Uncertainty prediction
Main feature of this release is total uncertainty prediction support via virtual ensembles.
You can read the theoretical background in the preprint Uncertainty in Gradient Boosting via Ensembles from our research team.
We introduced new training parameter posterior_sampling
, that allows to estimate total uncertainty.
Setting posterior_sampling=True
implies enabling Langevin boosting, setting model_shrink_rate
to 1/(2*N)
and setting diffusion_temperature
to N
, where N
is dataset size.
CatBoost object method virtual_ensembles_predict
splits model into virtual_ensembles_count
submodels.
Calling model.virtual_ensembles_predict(.., prediction_type='TotalUncertainty')
returns mean prediction, variance (and knowledge uncertrainty for models, trained with RMSEWithUncertainty
loss function).
Calling model.virtual_ensembles_predict(.., prediction_type='VirtEnsembles')

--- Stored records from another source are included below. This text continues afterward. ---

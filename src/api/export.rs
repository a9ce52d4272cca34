//! Export API endpoints

use axum::Extension;
use axum::http::header::CONTENT_DISPOSITION;
use axum::http::header::CONTENT_TYPE;
use axum::response::IntoResponse;

use crate::export::deliveries_to_csv;
use crate::storage::DeliveryFilter;
use crate::storage::Storage;

use super::Error;

/// Export all deliveries as CSV, newest first
///
/// Request:
/// ```sh
/// curl -v -o deliveries.csv http://localhost:3001/api/export/csv
/// ```
pub async fn csv<S: Storage>(
    Extension(storage): Extension<S>,
) -> Result<impl IntoResponse, Error> {
    let deliveries = storage
        .find_all_deliveries(&DeliveryFilter::default())
        .await?;

    let csv = deliveries_to_csv(&deliveries).map_err(|err| {
        tracing::error!("Could not write CSV export: {err}");

        Error::internal_server_error("Could not export deliveries")
    })?;

    Ok((
        [
            (CONTENT_TYPE, "text/csv; charset=utf-8"),
            (CONTENT_DISPOSITION, "attachment; filename=deliveries.csv"),
        ],
        csv,
    ))
}
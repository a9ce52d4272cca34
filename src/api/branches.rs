use crate::branches::BRANCHES;

use super::Success;

/// List all branches
///
/// Request:
/// ```sh
/// curl -v http://localhost:3001/api/branches
/// ```
pub async fn list() -> Success<Vec<&'static str>> {
    Success::ok(BRANCHES.to_vec())
}
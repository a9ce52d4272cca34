use axum::http::StatusCode;
use serde_json::Value;

use crate::branches::BRANCHES;
use crate::tests::helper;

#[tokio::test]
async fn test_branches() {
    let mut app = helper::setup_test_app().await;

    let (status_code, _, body) = helper::get(&mut app, "/api/branches").await;
    assert_eq!(StatusCode::OK, status_code);

    let branches = serde_json::from_slice::<Vec<Value>>(&body[..]).unwrap();
    assert_eq!(BRANCHES.len(), branches.len());
    assert_eq!(Some("本部"), branches[0].as_str());
    assert!(branches.iter().any(|branch| branch == "Think Life旭"));
}
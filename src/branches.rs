//! The branches deliveries travel between
//!
//! A fixed list, changing it means a new release

/// All known branches, head office first
pub const BRANCHES: [&str; 13] = [
    "本部",
    "リハビリフィットネス大永寺",
    "リハビリフィットネス守山",
    "リハビリフィットネス旭",
    "リハビリフィットネス長久手",
    "Co.メディカルフィットネス旭",
    "Life Up 可児",
    "Think Life守山",
    "Think Life大曽根",
    "Think Life旭",
    "Life Up 訪問看護ステーション可児",
    "訪問看護ステーション守山",
    "訪問看護ステーション旭",
];
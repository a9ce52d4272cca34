use axum::http::StatusCode;

use crate::tests::helper;

#[tokio::test]
async fn test_invalid_json() {
    let mut app = helper::setup_test_app().await;

    // missing data
    let body = r"{}";
    let (status_code, error) =
        helper::maybe_create_delivery_with_raw_body(&mut app, body, true).await;
    assert_eq!(StatusCode::BAD_REQUEST, status_code);
    assert!(error.is_some());
    let error = error.unwrap();
    assert_eq!("Data error".to_string(), error.error);
    assert_eq!(
        Some(
            "Failed to deserialize the JSON body into the target type: missing field `date` at line 1 column 2"
                .to_string()
        ),
        error.description
    );

    // quantity is not a number
    let body = r#"{"date":"2024-06-15","fromBranch":"本部","toBranch":"Think Life旭","type":"delivery-note","items":[{"name":"Towels","quantity":"three"}]}"#;
    let (status_code, error) =
        helper::maybe_create_delivery_with_raw_body(&mut app, body, true).await;
    assert_eq!(StatusCode::BAD_REQUEST, status_code);
    assert_eq!("Data error".to_string(), error.unwrap().error);

    // syntax error
    let body = r#"{"}"#;
    let (status_code, error) =
        helper::maybe_create_delivery_with_raw_body(&mut app, body, true).await;
    assert_eq!(StatusCode::BAD_REQUEST, status_code);
    assert!(error.is_some());
    let error = error.unwrap();
    assert_eq!("JSON syntax error".to_string(), error.error);
    assert_eq!(
        Some("EOF while parsing a string at line 1 column 3".to_string()),
        error.description
    );

    // syntax error
    let body = r#"{"foo":{"bar":}}"#;
    let (status_code, error) =
        helper::maybe_create_delivery_with_raw_body(&mut app, body, true).await;
    assert_eq!(StatusCode::BAD_REQUEST, status_code);
    assert!(error.is_some());
    let error = error.unwrap();
    assert_eq!("JSON syntax error".to_string(), error.error);
    assert_eq!(
        Some("foo: expected value at line 1 column 15".to_string()),
        error.description
    );

    // missing content type
    let body = r"{}";
    let (status_code, error) =
        helper::maybe_create_delivery_with_raw_body(&mut app, body, false).await;
    assert_eq!(StatusCode::BAD_REQUEST, status_code);
    assert!(error.is_some());
    let error = error.unwrap();
    assert_eq!(
        "Missing `application/json` content type".to_string(),
        error.error
    );
    assert!(error.description.is_none());

    // nothing was stored
    let (_, deliveries, _) = helper::list_deliveries(&mut app, &[]).await;
    assert!(deliveries.unwrap().is_empty());
}
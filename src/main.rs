#![forbid(unsafe_code)]
#![warn(clippy::pedantic)]
// easier to use when using the functions as callback of foreign functions
#![allow(clippy::needless_pass_by_value)]

use std::net::SocketAddr;

use anyhow::Result;
use axum::Extension;
use axum::Router;
use axum::routing::get;
use tokio::net::TcpListener;
use tower_http::trace::TraceLayer;
use tracing_subscriber::prelude::*;

use crate::health::Health;
use crate::mirror::SyncNotifier;
use crate::storage::Backend;
use crate::storage::Config as StorageConfig;
use crate::storage::Storage;
use crate::storage::setup;
use crate::utils::env_var_optional;
use crate::utils::env_var_or_else;

mod api;
mod branches;
mod deliveries;
mod export;
mod graceful_shutdown;
mod health;
mod identifiers;
mod mirror;
mod storage;
#[cfg(test)]
mod tests;
mod utils;

const DEFAULT_RUST_LOG: &str = "slipbook=debug,tower_http=debug";
const DEFAULT_ADDRESS: &str = "0.0.0.0:3001";

#[tokio::main]
async fn main() -> Result<()> {
    setup_environment();
    setup_tracing();

    let app = setup_app(StorageConfig::DetectConfig, SyncNotifier::from_env()?).await?;

    let address = setup_address()?;
    let listener = TcpListener::bind(address).await?;
    tracing::info!("Listening on {}", address);

    axum::serve(listener, app)
        .with_graceful_shutdown(graceful_shutdown::handler())
        .await?;

    tracing::info!("Server stopped");

    Ok(())
}

/// Create and setup the app with its dependencies
///
/// # Errors
///
/// Will return `Err` if the storage fails to load:
/// - Snapshot file is not valid
/// - Database connection or migrations fail
pub async fn setup_app(
    storage_config: StorageConfig,
    sync_notifier: SyncNotifier,
) -> Result<Router> {
    let router = match setup(storage_config).await? {
        Backend::Memory(memory) => create_router(memory, sync_notifier),
        Backend::Postgres(postgres) => create_router(postgres, sync_notifier),
    };

    Ok(router)
}

/// Create the router for the delivery slips
fn create_router<S: Storage>(storage: S, sync_notifier: SyncNotifier) -> Router {
    Router::new()
        .route("/health", get(health::health))
        .nest("/api", api::router::<S>())
        .fallback(api::not_found)
        .layer(TraceLayer::new_for_http())
        .layer(Extension(storage))
        .layer(Extension(sync_notifier))
        .layer(Extension(Health::from_env()))
}

fn setup_environment() {
    dotenvy::dotenv().ok();
}

fn setup_tracing() {
    use tracing_subscriber::EnvFilter;
    use tracing_subscriber::fmt;
    use tracing_subscriber::registry;

    registry()
        .with(EnvFilter::new(env_var_or_else("RUST_LOG", || {
            DEFAULT_RUST_LOG.into()
        })))
        .with(fmt::layer())
        .init();
}

fn setup_address() -> Result<SocketAddr> {
    let mut address =
        env_var_or_else("ADDRESS", || String::from(DEFAULT_ADDRESS)).parse::<SocketAddr>()?;

    // optional override of just the port
    if let Some(port) = env_var_optional("PORT") {
        let port = port.parse::<u16>()?;

        address.set_port(port);
    }

    Ok(address)
}
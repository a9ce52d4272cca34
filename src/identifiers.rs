//! Delivery identifiers
//!
//! Every delivery gets a composite identifier: the day it was issued on followed by a
//! per-day sequence, `YYYYMMDD-NNN`

use core::fmt;
use core::str::FromStr;

use chrono::Datelike;
use chrono::NaiveDate;
use serde::Deserialize;
use serde::Deserializer;
use serde::Serialize;
use serde::Serializer;
use thiserror::Error;

/// Highest sequence that still fits in three digits
pub const MAX_SEQUENCE: u32 = 999;

/// Format of the day prefix
const DAY_FORMAT: &str = "%Y%m%d";

/// Identifier allocation errors
#[derive(Debug, Error, Clone, PartialEq, Eq)]
pub enum AllocationError {
    /// The day can not be written as `YYYYMMDD`
    #[error("Day out of range: {0}")]
    DayOutOfRange(NaiveDate),

    /// All sequences of the day are used
    #[error("No identifiers left for {0}")]
    Exhausted(NaiveDate),

    /// The latest sequence of the day could not be looked up
    #[error("Could not look up latest identifier: {0}")]
    Lookup(String),
}

/// Composite delivery identifier
///
/// Ordering follows the textual representation: by day, then by sequence
#[derive(Clone, Copy, Debug, PartialEq, Eq, Hash, PartialOrd, Ord)]
pub struct DeliveryId {
    /// Day the delivery was issued on
    day: NaiveDate,

    /// Sequence within the day, starting at 1
    sequence: u32,
}

impl DeliveryId {
    /// Create an identifier from its parts
    pub fn new(day: NaiveDate, sequence: u32) -> Result<Self, AllocationError> {
        if !(1..=9999).contains(&day.year()) {
            return Err(AllocationError::DayOutOfRange(day));
        }

        if sequence == 0 || sequence > MAX_SEQUENCE {
            return Err(AllocationError::Exhausted(day));
        }

        Ok(Self { day, sequence })
    }

    /// Day the delivery was issued on
    pub fn day(&self) -> NaiveDate {
        self.day
    }

    /// Sequence within the day
    pub fn sequence(&self) -> u32 {
        self.sequence
    }
}

impl fmt::Display for DeliveryId {
    fn fmt(&self, f: &mut fmt::Formatter) -> fmt::Result {
        write!(f, "{}-{:03}", self.day.format(DAY_FORMAT), self.sequence)
    }
}

/// Parse errors of a textual delivery identifier
#[derive(Debug, Error, PartialEq, Eq)]
#[error("Invalid delivery ID: {0}")]
pub struct ParseDeliveryIdError(String);

impl FromStr for DeliveryId {
    type Err = ParseDeliveryIdError;

    fn from_str(value: &str) -> Result<Self, Self::Err> {
        let invalid = || ParseDeliveryIdError(value.to_string());

        let (prefix, suffix) = value.split_once('-').ok_or_else(invalid)?;

        let all_digits = |part: &str, len: usize| {
            part.len() == len && part.bytes().all(|byte| byte.is_ascii_digit())
        };

        if !all_digits(prefix, 8) || !all_digits(suffix, 3) {
            return Err(invalid());
        }

        let day = NaiveDate::parse_from_str(prefix, DAY_FORMAT).map_err(|_| invalid())?;
        let sequence = suffix.parse::<u32>().map_err(|_| invalid())?;

        Self::new(day, sequence).map_err(|_| invalid())
    }
}

impl Serialize for DeliveryId {
    fn serialize<S>(&self, serializer: S) -> Result<S::Ok, S::Error>
    where
        S: Serializer,
    {
        serializer.collect_str(self)
    }
}

impl<'de> Deserialize<'de> for DeliveryId {
    fn deserialize<D>(deserializer: D) -> Result<Self, D::Error>
    where
        D: Deserializer<'de>,
    {
        let value = String::deserialize(deserializer)?;

        value.parse().map_err(serde::de::Error::custom)
    }
}

/// Allocate the identifier following the latest one of the day
///
/// Without a latest sequence the day starts at `001`
pub fn next_id(day: NaiveDate, latest_sequence: Option<u32>) -> Result<DeliveryId, AllocationError> {
    let sequence = match latest_sequence {
        None => 1,
        Some(latest) if latest >= MAX_SEQUENCE => return Err(AllocationError::Exhausted(day)),
        Some(latest) => latest + 1,
    };

    DeliveryId::new(day, sequence)
}

/// Latest sequence used on a day among the given identifiers
pub fn latest_sequence<'a, I>(day: NaiveDate, ids: I) -> Option<u32>
where
    I: IntoIterator<Item = &'a DeliveryId>,
{
    ids.into_iter()
        .filter(|id| id.day == day)
        .max()
        .map(DeliveryId::sequence)
}
//! Health check, for load balancers and uptime monitors

use std::time::Instant;

use axum::Extension;
use axum::Json;
use chrono::DateTime;
use chrono::Utc;
use serde::Serialize;

use crate::utils::env_var_or_else;

/// What the health check knows about the running service
#[derive(Clone, Debug)]
pub struct Health {
    started_at: Instant,
    environment: String,
}

impl Health {
    pub fn new(environment: String) -> Self {
        Self {
            started_at: Instant::now(),
            environment,
        }
    }

    /// Read the environment name from `ENVIRONMENT`, defaults to `development`
    pub fn from_env() -> Self {
        Self::new(env_var_or_else("ENVIRONMENT", || {
            String::from("development")
        }))
    }
}

#[derive(Debug, Serialize)]
pub struct HealthResponse {
    status: &'static str,
    timestamp: DateTime<Utc>,

    /// Seconds since startup
    uptime: f64,
    environment: String,
}

/// Health check
///
/// Request:
/// ```sh
/// curl -v http://localhost:3001/health
/// ```
pub async fn health(Extension(health): Extension<Health>) -> Json<HealthResponse> {
    Json(HealthResponse {
        status: "ok",
        timestamp: Utc::now(),
        uptime: health.started_at.elapsed().as_secs_f64(),
        environment: health.environment,
    })
}
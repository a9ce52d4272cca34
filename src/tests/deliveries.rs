use axum::http::Method;
use axum::http::StatusCode;
use chrono::Local;
use serde_json::json;

use crate::tests::helper;

fn today_prefix() -> String {
    Local::now().date_naive().format("%Y%m%d").to_string()
}

#[tokio::test]
async fn test_create_delivery() {
    let mut app = helper::setup_test_app().await;

    let payload = json!({
        "date": "2024-06-15",
        "fromBranch": "  本部 ",
        "toBranch": "Think Life旭",
        "type": "delivery-note",
        "items": [
            { "name": "Towels", "quantity": 3 },
            { "name": "Gloves", "quantity": 10 },
        ],
        "note": "Fragile",
    });

    let (status_code, delivery_id, error) = helper::maybe_create_delivery(&mut app, &payload).await;
    assert_eq!(StatusCode::CREATED, status_code);
    assert!(error.is_none());

    let delivery_id = delivery_id.unwrap();
    assert_eq!(format!("{}-001", today_prefix()), delivery_id);

    let (status_code, delivery, _) = helper::single_delivery(&mut app, &delivery_id).await;
    assert_eq!(StatusCode::OK, status_code);

    let delivery = delivery.unwrap();
    assert_eq!(delivery_id, delivery.id);
    assert_eq!("2024-06-15", delivery.date);
    assert_eq!("本部", delivery.from_branch);
    assert_eq!("Think Life旭", delivery.to_branch);
    assert_eq!("delivery-note", delivery.kind);
    assert_eq!(
        vec![("Towels".to_string(), 3), ("Gloves".to_string(), 10)],
        delivery.items
    );
    assert_eq!("sent", delivery.status);
    assert_eq!(Some("Fragile".to_string()), delivery.note);
    assert!(delivery.received_at.is_none());
    assert!(delivery.received_by.is_none());
}

#[tokio::test]
async fn test_create_delivery_sequence() {
    let mut app = helper::setup_test_app().await;

    let first = helper::create_delivery(&mut app, "本部", "Life Up 可児", &[("Paper", 1)]).await;
    let second = helper::create_delivery(&mut app, "本部", "Life Up 可児", &[("Paper", 2)]).await;
    let third = helper::create_delivery(&mut app, "本部", "Life Up 可児", &[("Paper", 3)]).await;

    let prefix = today_prefix();
    assert_eq!(format!("{prefix}-001"), first);
    assert_eq!(format!("{prefix}-002"), second);
    assert_eq!(format!("{prefix}-003"), third);

    // a deleted ID is never handed out again
    let (status_code, _, _) = helper::maybe_delete_delivery(&mut app, &third).await;
    assert_eq!(StatusCode::OK, status_code);

    let fourth = helper::create_delivery(&mut app, "本部", "Life Up 可児", &[("Paper", 4)]).await;
    assert_eq!(format!("{prefix}-004"), fourth);
}

#[tokio::test]
async fn test_create_delivery_older_item_names() {
    let mut app = helper::setup_test_app().await;

    let payload = json!({
        "date": "2024-06-15",
        "fromBranch": "本部",
        "toBranch": "訪問看護ステーション旭",
        "type": "delivery-note",
        "items": [ { "item": "Masks", "qty": 50 } ],
    });

    let (status_code, delivery_id, _) = helper::maybe_create_delivery(&mut app, &payload).await;
    assert_eq!(StatusCode::CREATED, status_code);

    let (_, delivery, _) = helper::single_delivery(&mut app, &delivery_id.unwrap()).await;
    let delivery = delivery.unwrap();
    assert_eq!(vec![("Masks".to_string(), 50)], delivery.items);
    assert!(delivery.note.is_none());
}

#[tokio::test]
async fn test_create_delivery_validation() {
    let mut app = helper::setup_test_app().await;

    let mut payload = helper::delivery_payload("   ", "Think Life旭", &[("Towels", 1)]);
    let (status_code, delivery_id, error) = helper::maybe_create_delivery(&mut app, &payload).await;
    assert_eq!(StatusCode::BAD_REQUEST, status_code);
    assert!(delivery_id.is_none());
    assert_eq!(Some("From branch can not be empty".to_string()), error);

    payload = helper::delivery_payload("本部", "Think Life旭", &[]);
    let (status_code, _, error) = helper::maybe_create_delivery(&mut app, &payload).await;
    assert_eq!(StatusCode::BAD_REQUEST, status_code);
    assert_eq!(
        Some("A delivery needs at least one item".to_string()),
        error
    );

    payload = helper::delivery_payload("本部", "Think Life旭", &[("Towels", 0)]);
    let (status_code, _, error) = helper::maybe_create_delivery(&mut app, &payload).await;
    assert_eq!(StatusCode::BAD_REQUEST, status_code);
    assert_eq!(
        Some(r#"Quantity of "Towels" must be between 1 and 2147483647"#.to_string()),
        error
    );

    payload = helper::delivery_payload("本部", "Think Life旭", &[(" ", 2)]);
    let (status_code, _, error) = helper::maybe_create_delivery(&mut app, &payload).await;
    assert_eq!(StatusCode::BAD_REQUEST, status_code);
    assert_eq!(Some("Item name can not be empty".to_string()), error);

    // nothing was stored, the next ID is still the first of the day
    let (_, deliveries, _) = helper::list_deliveries(&mut app, &[]).await;
    assert!(deliveries.unwrap().is_empty());

    let delivery_id = helper::create_delivery(&mut app, "本部", "Think Life旭", &[("Towels", 1)]).await;
    assert_eq!(format!("{}-001", today_prefix()), delivery_id);
}

#[tokio::test]
async fn test_delete_delivery() {
    let mut app = helper::setup_test_app().await;

    let delivery_id = helper::create_delivery(&mut app, "本部", "Think Life守山", &[("Soap", 2)]).await;

    let (status_code, message, _) = helper::maybe_delete_delivery(&mut app, &delivery_id).await;
    assert_eq!(StatusCode::OK, status_code);
    assert_eq!(Some("Deleted successfully".to_string()), message);

    let (status_code, _, error) = helper::single_delivery(&mut app, &delivery_id).await;
    assert_eq!(StatusCode::NOT_FOUND, status_code);
    assert_eq!(Some("Delivery not found".to_string()), error);

    let (status_code, _, error) = helper::maybe_delete_delivery(&mut app, &delivery_id).await;
    assert_eq!(StatusCode::NOT_FOUND, status_code);
    assert_eq!(Some("Delivery not found".to_string()), error);
}

#[tokio::test]
async fn test_delivery_lifecycle() {
    let mut app = helper::setup_test_app().await;

    let delivery_id = helper::create_delivery(&mut app, "HQ", "Site-A", &[("WidgetX", 3)]).await;
    assert!(delivery_id.starts_with(&today_prefix()));

    let (_, delivery, _) = helper::single_delivery(&mut app, &delivery_id).await;
    assert_eq!("sent", delivery.unwrap().status);

    let (status_code, received, _) =
        helper::maybe_receive_delivery(&mut app, Method::PUT, &delivery_id, "Tanaka").await;
    assert_eq!(StatusCode::OK, status_code);
    assert_eq!(Some("Tanaka".to_string()), received.unwrap().received_by);

    let (_, delivery, _) = helper::single_delivery(&mut app, &delivery_id).await;
    let delivery = delivery.unwrap();
    assert_eq!("received", delivery.status);
    assert_eq!(Some("Tanaka".to_string()), delivery.received_by);
    assert!(delivery.received_at.is_some());

    let (_, deliveries, _) = helper::list_deliveries(&mut app, &[("status", "received")]).await;
    assert!(
        deliveries
            .unwrap()
            .iter()
            .any(|delivery| delivery.id == delivery_id)
    );

    let (status_code, _, _) = helper::maybe_delete_delivery(&mut app, &delivery_id).await;
    assert_eq!(StatusCode::OK, status_code);

    let (status_code, delivery, _) = helper::single_delivery(&mut app, &delivery_id).await;
    assert_eq!(StatusCode::NOT_FOUND, status_code);
    assert!(delivery.is_none());
}
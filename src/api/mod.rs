//! All API endpoint setup

use axum::Router;
use axum::routing::get;
use axum::routing::put;

pub use request::Form;
pub use request::PathParameters;
pub use request::QueryParameters;
pub use response::Error;
pub use response::Success;

use crate::storage::Storage;

mod branches;
mod deliveries;
mod export;
mod request;
mod response;

/// Get the Axum router for all API routes
pub fn router<S: Storage>() -> Router {
    let deliveries = Router::new()
        .route(
            "/",
            get(deliveries::list::<S>).post(deliveries::create::<S>),
        )
        .route(
            "/{delivery}",
            get(deliveries::single::<S>).delete(deliveries::delete::<S>),
        )
        .route(
            "/{delivery}/receive",
            put(deliveries::receive::<S>).patch(deliveries::receive::<S>),
        );

    Router::new()
        .route("/branches", get(branches::list))
        .route("/export/csv", get(export::csv::<S>))
        .nest("/deliveries", deliveries)
}

/// Anything not matching a route
pub async fn not_found() -> Error {
    Error::not_found("Not found")
}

returns virtual_ensembles_count
predictions of virtual submodels for each object.
New functionality
- Supported non-owning model deserialization for models with categorical feature counters
Speedups
- We've done lot's of speedups for sparse data loading. For example, on bosch sparse dataset preprocessing speed got 4.5x speedup while running in 28 thread setting.